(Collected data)
..........

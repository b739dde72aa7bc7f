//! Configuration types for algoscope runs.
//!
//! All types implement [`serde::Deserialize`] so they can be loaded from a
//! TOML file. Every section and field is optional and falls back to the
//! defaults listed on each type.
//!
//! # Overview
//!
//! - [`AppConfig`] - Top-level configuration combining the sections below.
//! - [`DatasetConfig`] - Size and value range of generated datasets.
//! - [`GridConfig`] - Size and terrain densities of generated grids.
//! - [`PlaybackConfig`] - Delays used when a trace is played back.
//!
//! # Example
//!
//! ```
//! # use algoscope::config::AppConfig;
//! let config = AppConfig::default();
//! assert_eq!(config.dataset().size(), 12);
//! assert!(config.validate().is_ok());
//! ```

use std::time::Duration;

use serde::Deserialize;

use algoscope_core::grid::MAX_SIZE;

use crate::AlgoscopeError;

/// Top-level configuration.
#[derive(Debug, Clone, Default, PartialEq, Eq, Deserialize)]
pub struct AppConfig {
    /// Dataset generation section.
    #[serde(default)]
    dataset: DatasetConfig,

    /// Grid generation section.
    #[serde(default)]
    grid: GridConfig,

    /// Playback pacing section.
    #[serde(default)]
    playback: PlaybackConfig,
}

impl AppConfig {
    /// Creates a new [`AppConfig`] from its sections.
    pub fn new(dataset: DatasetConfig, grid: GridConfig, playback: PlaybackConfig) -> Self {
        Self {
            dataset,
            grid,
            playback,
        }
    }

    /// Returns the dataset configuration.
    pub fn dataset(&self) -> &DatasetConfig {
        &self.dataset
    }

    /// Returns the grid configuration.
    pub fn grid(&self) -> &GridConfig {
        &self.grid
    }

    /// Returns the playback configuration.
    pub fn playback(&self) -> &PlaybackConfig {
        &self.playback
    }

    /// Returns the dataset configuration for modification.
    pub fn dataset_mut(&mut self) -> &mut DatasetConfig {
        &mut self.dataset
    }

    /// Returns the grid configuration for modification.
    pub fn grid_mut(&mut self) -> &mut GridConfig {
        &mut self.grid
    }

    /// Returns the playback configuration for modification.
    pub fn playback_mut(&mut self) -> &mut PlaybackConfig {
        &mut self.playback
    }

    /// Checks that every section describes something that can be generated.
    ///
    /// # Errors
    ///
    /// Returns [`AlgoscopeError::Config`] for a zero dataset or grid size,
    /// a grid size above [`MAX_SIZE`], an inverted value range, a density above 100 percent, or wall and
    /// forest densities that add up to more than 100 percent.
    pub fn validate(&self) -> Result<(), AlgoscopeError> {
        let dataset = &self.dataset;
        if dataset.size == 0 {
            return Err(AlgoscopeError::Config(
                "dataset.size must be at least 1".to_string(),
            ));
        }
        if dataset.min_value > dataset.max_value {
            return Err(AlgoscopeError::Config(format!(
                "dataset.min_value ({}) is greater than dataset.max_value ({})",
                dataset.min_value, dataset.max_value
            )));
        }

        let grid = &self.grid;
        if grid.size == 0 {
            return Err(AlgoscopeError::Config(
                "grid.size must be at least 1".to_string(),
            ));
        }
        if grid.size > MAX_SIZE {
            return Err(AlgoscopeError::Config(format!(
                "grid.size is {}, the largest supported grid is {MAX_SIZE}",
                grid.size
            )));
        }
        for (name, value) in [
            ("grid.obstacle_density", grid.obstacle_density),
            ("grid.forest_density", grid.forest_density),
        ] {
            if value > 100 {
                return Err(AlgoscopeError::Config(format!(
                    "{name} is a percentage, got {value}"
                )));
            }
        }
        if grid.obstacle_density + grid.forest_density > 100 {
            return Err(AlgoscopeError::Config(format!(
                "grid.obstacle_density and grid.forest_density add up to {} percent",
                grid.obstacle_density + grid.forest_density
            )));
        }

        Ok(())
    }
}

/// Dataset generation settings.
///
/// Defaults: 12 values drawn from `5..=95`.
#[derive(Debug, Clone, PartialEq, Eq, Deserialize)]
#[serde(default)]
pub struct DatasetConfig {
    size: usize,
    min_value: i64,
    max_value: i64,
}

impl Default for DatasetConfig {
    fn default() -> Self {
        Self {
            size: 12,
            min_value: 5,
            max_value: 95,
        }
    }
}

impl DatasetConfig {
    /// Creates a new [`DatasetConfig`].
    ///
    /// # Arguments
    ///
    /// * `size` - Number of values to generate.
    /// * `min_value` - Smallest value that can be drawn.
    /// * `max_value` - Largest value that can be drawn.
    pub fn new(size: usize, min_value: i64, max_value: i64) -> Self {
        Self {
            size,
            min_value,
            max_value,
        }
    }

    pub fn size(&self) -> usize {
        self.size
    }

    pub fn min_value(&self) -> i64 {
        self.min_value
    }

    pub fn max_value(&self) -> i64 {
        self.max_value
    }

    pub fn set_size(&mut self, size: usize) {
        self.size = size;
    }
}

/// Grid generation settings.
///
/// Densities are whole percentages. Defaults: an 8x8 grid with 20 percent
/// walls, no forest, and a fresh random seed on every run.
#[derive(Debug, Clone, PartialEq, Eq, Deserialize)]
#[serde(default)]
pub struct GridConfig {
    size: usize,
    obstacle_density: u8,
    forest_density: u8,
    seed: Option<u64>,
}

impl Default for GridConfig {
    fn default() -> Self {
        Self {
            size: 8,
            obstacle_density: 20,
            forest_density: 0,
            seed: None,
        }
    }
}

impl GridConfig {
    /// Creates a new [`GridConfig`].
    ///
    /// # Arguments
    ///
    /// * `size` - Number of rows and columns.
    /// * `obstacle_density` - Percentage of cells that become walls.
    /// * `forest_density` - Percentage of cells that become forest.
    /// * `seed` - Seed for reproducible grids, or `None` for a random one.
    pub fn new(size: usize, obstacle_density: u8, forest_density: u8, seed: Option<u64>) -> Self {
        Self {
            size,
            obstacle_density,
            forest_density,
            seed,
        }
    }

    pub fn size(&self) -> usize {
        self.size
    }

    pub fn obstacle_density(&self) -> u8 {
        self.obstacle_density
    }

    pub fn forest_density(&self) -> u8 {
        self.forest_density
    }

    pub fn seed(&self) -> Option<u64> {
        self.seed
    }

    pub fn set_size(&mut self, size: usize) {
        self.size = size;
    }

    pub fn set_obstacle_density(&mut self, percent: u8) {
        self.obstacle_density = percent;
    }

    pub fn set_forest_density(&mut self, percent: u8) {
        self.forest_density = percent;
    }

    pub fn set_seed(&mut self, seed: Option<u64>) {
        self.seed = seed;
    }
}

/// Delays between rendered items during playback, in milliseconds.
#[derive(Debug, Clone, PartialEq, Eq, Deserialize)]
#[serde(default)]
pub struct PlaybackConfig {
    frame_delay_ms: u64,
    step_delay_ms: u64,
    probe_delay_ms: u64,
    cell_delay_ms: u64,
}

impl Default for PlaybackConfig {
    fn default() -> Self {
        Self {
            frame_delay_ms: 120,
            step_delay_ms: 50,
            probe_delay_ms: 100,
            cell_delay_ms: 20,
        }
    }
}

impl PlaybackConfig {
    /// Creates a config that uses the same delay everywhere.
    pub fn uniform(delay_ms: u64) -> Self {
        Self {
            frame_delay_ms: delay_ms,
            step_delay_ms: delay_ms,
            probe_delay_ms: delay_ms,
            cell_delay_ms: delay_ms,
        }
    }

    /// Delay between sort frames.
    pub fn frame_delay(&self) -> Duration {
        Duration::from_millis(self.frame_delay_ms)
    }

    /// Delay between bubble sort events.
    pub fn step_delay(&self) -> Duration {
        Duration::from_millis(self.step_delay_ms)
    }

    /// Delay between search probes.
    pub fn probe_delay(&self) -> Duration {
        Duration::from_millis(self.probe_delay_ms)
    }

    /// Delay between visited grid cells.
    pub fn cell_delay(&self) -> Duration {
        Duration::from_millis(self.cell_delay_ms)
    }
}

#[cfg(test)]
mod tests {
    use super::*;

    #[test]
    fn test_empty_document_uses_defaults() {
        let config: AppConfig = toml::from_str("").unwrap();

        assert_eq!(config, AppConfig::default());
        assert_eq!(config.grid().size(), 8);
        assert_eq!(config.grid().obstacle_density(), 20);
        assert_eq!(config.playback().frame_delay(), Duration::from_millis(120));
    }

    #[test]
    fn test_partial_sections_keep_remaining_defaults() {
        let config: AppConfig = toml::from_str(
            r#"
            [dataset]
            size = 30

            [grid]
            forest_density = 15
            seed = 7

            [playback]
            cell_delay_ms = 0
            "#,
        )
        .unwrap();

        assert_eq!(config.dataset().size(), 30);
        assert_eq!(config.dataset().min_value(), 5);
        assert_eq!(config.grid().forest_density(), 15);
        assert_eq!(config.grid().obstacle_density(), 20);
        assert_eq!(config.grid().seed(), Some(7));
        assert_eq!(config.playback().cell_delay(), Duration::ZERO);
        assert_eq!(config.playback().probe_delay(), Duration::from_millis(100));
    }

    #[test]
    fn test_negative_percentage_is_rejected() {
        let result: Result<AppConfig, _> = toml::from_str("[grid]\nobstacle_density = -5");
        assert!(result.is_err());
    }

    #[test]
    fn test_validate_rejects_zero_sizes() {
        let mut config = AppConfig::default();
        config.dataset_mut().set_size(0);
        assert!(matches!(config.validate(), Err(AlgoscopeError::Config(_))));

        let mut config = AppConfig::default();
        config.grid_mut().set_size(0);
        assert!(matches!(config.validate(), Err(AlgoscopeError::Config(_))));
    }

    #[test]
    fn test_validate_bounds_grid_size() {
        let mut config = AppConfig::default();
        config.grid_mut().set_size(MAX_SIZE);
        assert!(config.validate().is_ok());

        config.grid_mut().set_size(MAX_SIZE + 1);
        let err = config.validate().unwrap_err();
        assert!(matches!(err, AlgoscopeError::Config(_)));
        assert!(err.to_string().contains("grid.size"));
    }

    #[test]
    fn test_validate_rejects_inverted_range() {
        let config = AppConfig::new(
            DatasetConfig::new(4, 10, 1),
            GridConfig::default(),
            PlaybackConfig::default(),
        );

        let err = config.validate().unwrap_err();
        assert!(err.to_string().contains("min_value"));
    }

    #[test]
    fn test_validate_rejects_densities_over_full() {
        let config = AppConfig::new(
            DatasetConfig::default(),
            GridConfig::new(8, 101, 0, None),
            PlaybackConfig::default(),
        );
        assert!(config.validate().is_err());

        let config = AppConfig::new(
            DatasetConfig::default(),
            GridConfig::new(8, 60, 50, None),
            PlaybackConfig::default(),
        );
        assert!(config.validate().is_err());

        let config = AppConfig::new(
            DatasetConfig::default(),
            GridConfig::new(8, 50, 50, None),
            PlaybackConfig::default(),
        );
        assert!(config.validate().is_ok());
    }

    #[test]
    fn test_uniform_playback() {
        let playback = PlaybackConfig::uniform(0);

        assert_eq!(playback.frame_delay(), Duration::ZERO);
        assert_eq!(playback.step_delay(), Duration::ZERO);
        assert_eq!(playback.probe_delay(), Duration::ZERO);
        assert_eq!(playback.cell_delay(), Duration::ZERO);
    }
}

..........

Activity:
Copy out the entries exactly. Begin at the first line and end with the line that has "#[derive(Debug, Clone, Default, PartialEq, Eq, Deserialize)]".

Exercise answer:
repository b739dde72aa7bc7f
//! Configuration types for algoscope runs.
//!
//! All types implement [`serde::Deserialize`] so they can be loaded from a
//! TOML file. Every section and field is optional and falls back to the
//! defaults listed on each type.
//!
//! # Overview
//!
//! - [`AppConfig`] - Top-level configuration combining the sections below.
//! - [`DatasetConfig`] - Size and value range of generated datasets.
//! - [`GridConfig`] - Size and terrain densities of generated grids.
//! - [`PlaybackConfig`] - Delays used when a trace is played back.
//!
//! # Example
//!
//! ```
//! # use algoscope::config::AppConfig;
//! let config = AppConfig::default();
//! assert_eq!(config.dataset().size(), 12);
//! assert!(config.validate().is_ok());
//! ```

use std::time::Duration;

use serde::Deserialize;

use algoscope_core::grid::MAX_SIZE;

use crate::AlgoscopeError;

/// Top-level configuration.
#[derive(Debug, Clone, Default, PartialEq, Eq, Deserialize)]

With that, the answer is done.